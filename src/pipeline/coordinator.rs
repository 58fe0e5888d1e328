//! Pipeline coordinator
//!
//! Bridges full-window emissions from a [`SequenceBuffer`] into
//! [`PredictionEngine`] calls and fans the predictions out to listeners.

use crate::capture::input::buffer::SequenceBuffer;
use crate::capture::input::types::Sample;
use crate::config::PredictorConfig;
use crate::events::{ListenerRegistry, Subscription};
use crate::pipeline::error::{PipelineError, PipelineResult};
use crate::processing::prediction::{Prediction, PredictionEngine};
use crate::processing::targets::{Rect, Target};
use parking_lot::Mutex as ParkingMutex;
use serde::{Deserialize, Serialize};
use std::collections::HashMap;
use std::sync::atomic::{AtomicBool, Ordering};
use std::sync::{Arc, Weak};

/// Read-only snapshot of pipeline state
#[derive(Debug, Clone, Copy, PartialEq, Eq, Serialize, Deserialize)]
#[serde(rename_all = "camelCase")]
pub struct PipelineStatus {
    pub active: bool,
    pub target_count: usize,
    pub listener_count: usize,
}

struct Shared {
    engine: ParkingMutex<PredictionEngine>,
    targets: ParkingMutex<Vec<Target>>,
    listeners: ListenerRegistry<Prediction>,
    active: AtomicBool,
    disposed: AtomicBool,
    /// Buffer subscription while active. Held for the whole of every
    /// start/stop/dispose transition.
    window_subscription: ParkingMutex<Option<Subscription>>,
}

impl Shared {
    fn handle_sequence(&self, sequence: &[Sample]) -> Option<Prediction> {
        if !self.active.load(Ordering::SeqCst) {
            return None;
        }

        let targets = self.targets.lock().clone();
        if targets.is_empty() {
            return None;
        }

        let result = self.engine.lock().predict(sequence, &targets);
        let prediction = match result {
            Ok(prediction) => prediction,
            Err(e) => {
                tracing::error!(error = %e, "Prediction failed, skipping window");
                return None;
            }
        };

        tracing::debug!(
            predicted = ?prediction.predicted_target_id,
            confidence = prediction.confidence,
            "Dispatching prediction"
        );
        self.listeners.dispatch(&prediction);

        Some(prediction)
    }

}

impl Drop for Shared {
    fn drop(&mut self) {
        if detach_from_buffer(self.window_subscription.get_mut()) {
            tracing::debug!("Pipeline dropped while active, detached from buffer");
        }
    }
}

fn detach_from_buffer(slot: &mut Option<Subscription>) -> bool {
    match slot.take() {
        Some(subscription) => subscription.unsubscribe(),
        None => false,
    }
}

/// Assembles a [`Pipeline`] from its collaborators
#[derive(Default)]
pub struct PipelineBuilder {
    buffer: Option<Arc<SequenceBuffer>>,
    engine: Option<PredictionEngine>,
}

impl PipelineBuilder {
    pub fn new() -> Self {
        Self::default()
    }

    pub fn buffer(mut self, buffer: Arc<SequenceBuffer>) -> Self {
        self.buffer = Some(buffer);
        self
    }

    pub fn engine(mut self, engine: PredictionEngine) -> Self {
        self.engine = Some(engine);
        self
    }

    pub fn build(self) -> PipelineResult<Pipeline> {
        let buffer = self
            .buffer
            .ok_or(PipelineError::MissingCollaborator("sequence buffer"))?;
        let engine = self
            .engine
            .ok_or(PipelineError::MissingCollaborator("prediction engine"))?;

        Ok(Pipeline {
            buffer,
            shared: Arc::new(Shared {
                engine: ParkingMutex::new(engine),
                targets: ParkingMutex::new(Vec::new()),
                listeners: ListenerRegistry::new("pipeline"),
                active: AtomicBool::new(false),
                disposed: AtomicBool::new(false),
                window_subscription: ParkingMutex::new(None),
            }),
        })
    }
}

/// Motion-to-prediction pipeline.
///
/// Cloning yields another handle to the same pipeline.
#[derive(Clone)]
pub struct Pipeline {
    buffer: Arc<SequenceBuffer>,
    shared: Arc<Shared>,
}

impl Pipeline {
    pub fn builder() -> PipelineBuilder {
        PipelineBuilder::new()
    }

    /// Build a pipeline with a fresh buffer and engine from `config`
    pub fn from_config(config: &PredictorConfig) -> PipelineResult<Self> {
        config.validate()?;

        let buffer = Arc::new(SequenceBuffer::new(&config.buffer));
        let engine = PredictionEngine::new(config.engine.clone(), config.buffer.viewport);

        Self::builder().buffer(buffer).engine(engine).build()
    }

    pub fn buffer(&self) -> &Arc<SequenceBuffer> {
        &self.buffer
    }

    fn is_disposed(&self, operation: &str) -> bool {
        let disposed = self.shared.disposed.load(Ordering::SeqCst);
        if disposed {
            tracing::warn!("Ignoring {} on disposed pipeline", operation);
        }
        disposed
    }

    /// Replace the candidate targets. Returns the number accepted.
    pub fn set_targets(&self, targets: Vec<Target>) -> usize {
        if self.is_disposed("set_targets") {
            return 0;
        }

        let count = targets.len();
        if count == 0 {
            tracing::warn!("No targets registered, predictions are paused");
        }
        *self.shared.targets.lock() = targets;

        tracing::info!("Registered {} targets", count);
        count
    }

    /// Re-measure every registered target through `provider`.
    ///
    /// Targets keep their identity and order; a target the provider cannot
    /// measure keeps its previous rect. Returns the number of rects updated.
    pub fn refresh_targets<F>(&self, mut provider: F) -> usize
    where
        F: FnMut(&str) -> Option<Rect>,
    {
        if self.is_disposed("refresh_targets") {
            return 0;
        }

        let ids: Vec<String> = {
            let targets = self.shared.targets.lock();
            if targets.is_empty() {
                tracing::warn!("No targets to refresh");
                return 0;
            }
            targets.iter().map(|target| target.id.clone()).collect()
        };

        // The provider runs unlocked and may call back into the pipeline
        let mut measured = HashMap::with_capacity(ids.len());
        for id in ids {
            match provider(&id) {
                Some(rect) => {
                    measured.insert(id, rect);
                }
                None => tracing::debug!("Keeping stale rect for target {}", id),
            }
        }

        let mut targets = self.shared.targets.lock();
        let mut refreshed = 0;
        for target in targets.iter_mut() {
            if let Some(rect) = measured.get(&target.id) {
                target.rect = *rect;
                refreshed += 1;
            }
        }
        refreshed
    }

    /// Begin routing full windows into predictions. Returns `true` if the
    /// pipeline was started by this call.
    pub fn start(&self) -> bool {
        let mut slot = self.shared.window_subscription.lock();
        if self.is_disposed("start") {
            return false;
        }
        if self.shared.active.load(Ordering::SeqCst) {
            tracing::warn!("Pipeline already active");
            return false;
        }
        if self.shared.targets.lock().is_empty() {
            tracing::warn!("Cannot start pipeline without targets");
            return false;
        }

        let weak: Weak<Shared> = Arc::downgrade(&self.shared);
        let subscription = self.buffer.subscribe(move |window: &[Sample]| {
            if let Some(shared) = weak.upgrade() {
                shared.handle_sequence(window);
            }
            Ok(())
        });
        *slot = Some(subscription);
        self.shared.active.store(true, Ordering::SeqCst);

        tracing::info!("Pipeline started");
        true
    }

    /// Stop routing windows. Returns `true` if the pipeline was stopped by this call.
    pub fn stop(&self) -> bool {
        let mut slot = self.shared.window_subscription.lock();
        if !self.shared.active.swap(false, Ordering::SeqCst) {
            tracing::warn!("Pipeline is not active");
            return false;
        }
        detach_from_buffer(&mut slot);

        tracing::info!("Pipeline stopped");
        true
    }

    /// Run one window through the engine and notify listeners.
    ///
    /// Called for every full window while the pipeline is active. Does
    /// nothing when inactive or without targets; prediction failures are
    /// logged and yield `None`.
    pub fn handle_sequence(&self, sequence: &[Sample]) -> Option<Prediction> {
        self.shared.handle_sequence(sequence)
    }

    /// Register a prediction listener
    pub fn on_prediction<F>(&self, callback: F) -> Subscription
    where
        F: Fn(&Prediction) -> anyhow::Result<()> + Send + Sync + 'static,
    {
        self.shared.listeners.subscribe(callback)
    }

    /// Forward a viewport change to both the buffer and the engine
    pub fn on_viewport_change(&self, width: f64, height: f64) {
        self.buffer.on_viewport_change(width, height);

        let viewport = self.buffer.viewport();
        self.shared
            .engine
            .lock()
            .on_viewport_change(viewport.width, viewport.height);
    }

    /// Replace the engine's scoring weights. Each must lie in `[0, 1]`.
    pub fn set_weights(&self, distance_weight: f64, trajectory_weight: f64) -> PipelineResult<()> {
        self.shared
            .engine
            .lock()
            .set_weights(distance_weight, trajectory_weight)?;
        Ok(())
    }

    /// Stop and drop all targets and listeners. Further calls are ignored.
    pub fn dispose(&self) {
        if self.shared.disposed.swap(true, Ordering::SeqCst) {
            return;
        }

        {
            let mut slot = self.shared.window_subscription.lock();
            self.shared.active.store(false, Ordering::SeqCst);
            detach_from_buffer(&mut slot);
        }
        self.shared.targets.lock().clear();
        self.shared.listeners.clear();

        tracing::info!("Pipeline disposed");
    }

    pub fn status(&self) -> PipelineStatus {
        PipelineStatus {
            active: self.shared.active.load(Ordering::SeqCst),
            target_count: self.shared.targets.lock().len(),
            listener_count: self.shared.listeners.len(),
        }
    }
}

* * * * * * *

## Task description
Working from the entries above, return all lines that contain "this".

## The completed task
    /// pipeline was started by this call.
    /// Stop routing windows. Returns `true` if the pipeline was stopped by this call.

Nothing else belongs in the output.